* [Aim of the exercise]: In the entries below, find each line with the string "move" and copy it.

* [Working data]:
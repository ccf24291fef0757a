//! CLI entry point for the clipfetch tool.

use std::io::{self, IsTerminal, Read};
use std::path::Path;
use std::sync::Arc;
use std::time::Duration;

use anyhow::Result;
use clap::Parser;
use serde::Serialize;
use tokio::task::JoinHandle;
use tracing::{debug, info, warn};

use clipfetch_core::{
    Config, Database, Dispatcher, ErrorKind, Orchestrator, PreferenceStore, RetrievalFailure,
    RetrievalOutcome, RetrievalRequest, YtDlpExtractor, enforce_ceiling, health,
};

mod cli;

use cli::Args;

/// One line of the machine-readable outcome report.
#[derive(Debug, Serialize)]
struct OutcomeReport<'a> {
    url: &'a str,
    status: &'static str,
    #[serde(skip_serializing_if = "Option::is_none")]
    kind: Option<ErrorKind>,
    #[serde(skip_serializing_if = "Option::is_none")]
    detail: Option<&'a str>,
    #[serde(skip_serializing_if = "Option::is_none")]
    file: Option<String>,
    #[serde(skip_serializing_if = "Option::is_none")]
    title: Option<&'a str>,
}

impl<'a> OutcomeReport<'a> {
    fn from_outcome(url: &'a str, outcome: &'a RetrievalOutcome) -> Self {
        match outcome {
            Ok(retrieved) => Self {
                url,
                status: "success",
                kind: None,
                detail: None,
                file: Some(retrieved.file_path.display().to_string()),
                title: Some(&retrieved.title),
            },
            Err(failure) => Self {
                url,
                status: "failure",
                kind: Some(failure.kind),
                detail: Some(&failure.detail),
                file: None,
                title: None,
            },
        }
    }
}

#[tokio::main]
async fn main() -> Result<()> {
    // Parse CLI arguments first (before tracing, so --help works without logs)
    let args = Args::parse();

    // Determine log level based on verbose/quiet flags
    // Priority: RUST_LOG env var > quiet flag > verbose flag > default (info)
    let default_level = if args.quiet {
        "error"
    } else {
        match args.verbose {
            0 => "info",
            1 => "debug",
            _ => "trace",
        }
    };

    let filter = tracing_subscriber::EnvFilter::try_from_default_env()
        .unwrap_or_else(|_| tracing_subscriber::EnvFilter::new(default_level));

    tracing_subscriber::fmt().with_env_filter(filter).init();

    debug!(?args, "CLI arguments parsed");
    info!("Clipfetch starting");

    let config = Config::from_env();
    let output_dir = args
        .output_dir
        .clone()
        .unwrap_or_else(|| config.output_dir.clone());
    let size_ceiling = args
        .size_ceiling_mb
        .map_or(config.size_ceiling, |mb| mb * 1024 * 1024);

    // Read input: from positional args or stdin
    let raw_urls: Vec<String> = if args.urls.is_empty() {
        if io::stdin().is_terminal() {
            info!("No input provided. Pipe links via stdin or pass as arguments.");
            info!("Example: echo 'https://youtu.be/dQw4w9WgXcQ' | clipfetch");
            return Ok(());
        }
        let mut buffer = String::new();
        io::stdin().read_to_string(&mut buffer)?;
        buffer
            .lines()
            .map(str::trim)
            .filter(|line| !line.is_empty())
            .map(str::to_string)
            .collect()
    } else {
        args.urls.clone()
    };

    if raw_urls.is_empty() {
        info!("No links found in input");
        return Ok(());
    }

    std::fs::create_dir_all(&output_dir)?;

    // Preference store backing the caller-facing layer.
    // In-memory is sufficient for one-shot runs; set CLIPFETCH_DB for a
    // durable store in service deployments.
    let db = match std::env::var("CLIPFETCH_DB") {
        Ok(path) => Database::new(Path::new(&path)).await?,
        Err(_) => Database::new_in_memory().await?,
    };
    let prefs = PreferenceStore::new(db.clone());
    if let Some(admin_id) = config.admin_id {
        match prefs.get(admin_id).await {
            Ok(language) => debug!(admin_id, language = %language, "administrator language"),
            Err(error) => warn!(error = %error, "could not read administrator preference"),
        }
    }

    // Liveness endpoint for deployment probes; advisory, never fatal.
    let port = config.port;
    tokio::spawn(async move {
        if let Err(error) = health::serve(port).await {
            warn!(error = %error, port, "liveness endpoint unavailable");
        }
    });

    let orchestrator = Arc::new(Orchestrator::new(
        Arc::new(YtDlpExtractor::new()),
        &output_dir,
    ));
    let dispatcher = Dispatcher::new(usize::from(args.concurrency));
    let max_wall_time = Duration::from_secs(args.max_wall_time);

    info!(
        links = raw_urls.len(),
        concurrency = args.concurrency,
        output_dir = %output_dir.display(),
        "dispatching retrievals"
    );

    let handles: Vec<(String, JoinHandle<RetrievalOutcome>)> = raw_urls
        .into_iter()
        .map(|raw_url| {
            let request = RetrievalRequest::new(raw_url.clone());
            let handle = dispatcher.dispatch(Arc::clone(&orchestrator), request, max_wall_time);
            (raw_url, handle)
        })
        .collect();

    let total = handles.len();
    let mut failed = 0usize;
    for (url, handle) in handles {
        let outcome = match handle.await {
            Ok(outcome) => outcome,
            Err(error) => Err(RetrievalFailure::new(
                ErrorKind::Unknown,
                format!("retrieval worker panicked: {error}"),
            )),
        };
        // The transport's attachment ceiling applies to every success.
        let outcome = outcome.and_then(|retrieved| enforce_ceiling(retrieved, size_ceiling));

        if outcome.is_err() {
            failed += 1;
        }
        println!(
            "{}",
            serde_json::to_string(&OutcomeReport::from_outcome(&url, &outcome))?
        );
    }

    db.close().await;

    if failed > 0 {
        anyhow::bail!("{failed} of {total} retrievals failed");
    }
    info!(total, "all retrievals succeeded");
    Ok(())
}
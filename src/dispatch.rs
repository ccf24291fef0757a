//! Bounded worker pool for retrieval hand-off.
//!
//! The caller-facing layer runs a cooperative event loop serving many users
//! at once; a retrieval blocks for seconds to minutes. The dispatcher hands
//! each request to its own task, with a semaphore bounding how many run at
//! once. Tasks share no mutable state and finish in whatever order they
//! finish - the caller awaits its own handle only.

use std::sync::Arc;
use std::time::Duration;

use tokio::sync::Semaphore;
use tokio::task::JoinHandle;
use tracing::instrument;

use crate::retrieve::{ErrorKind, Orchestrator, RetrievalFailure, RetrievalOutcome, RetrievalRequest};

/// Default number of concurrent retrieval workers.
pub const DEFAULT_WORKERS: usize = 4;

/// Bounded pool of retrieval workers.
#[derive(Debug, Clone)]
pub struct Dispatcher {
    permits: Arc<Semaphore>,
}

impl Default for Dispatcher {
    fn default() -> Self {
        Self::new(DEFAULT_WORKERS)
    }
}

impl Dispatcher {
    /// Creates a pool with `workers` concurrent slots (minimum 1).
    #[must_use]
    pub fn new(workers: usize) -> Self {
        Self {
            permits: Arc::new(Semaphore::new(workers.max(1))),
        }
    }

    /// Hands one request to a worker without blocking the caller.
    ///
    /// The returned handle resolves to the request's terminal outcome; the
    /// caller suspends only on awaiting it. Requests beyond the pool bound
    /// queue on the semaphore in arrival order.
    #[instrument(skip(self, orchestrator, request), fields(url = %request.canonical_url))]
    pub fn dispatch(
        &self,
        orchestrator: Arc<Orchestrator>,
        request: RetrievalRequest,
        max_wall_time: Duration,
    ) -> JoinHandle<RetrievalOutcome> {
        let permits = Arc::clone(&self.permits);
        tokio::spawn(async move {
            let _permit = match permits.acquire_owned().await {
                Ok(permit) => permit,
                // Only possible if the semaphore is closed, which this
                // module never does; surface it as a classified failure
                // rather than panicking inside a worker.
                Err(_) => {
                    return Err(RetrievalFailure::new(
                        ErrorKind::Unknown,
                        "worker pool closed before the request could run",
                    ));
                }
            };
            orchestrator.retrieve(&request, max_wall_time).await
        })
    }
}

* [Worked solution]:
    tokio::spawn(async move {
        tokio::spawn(async move {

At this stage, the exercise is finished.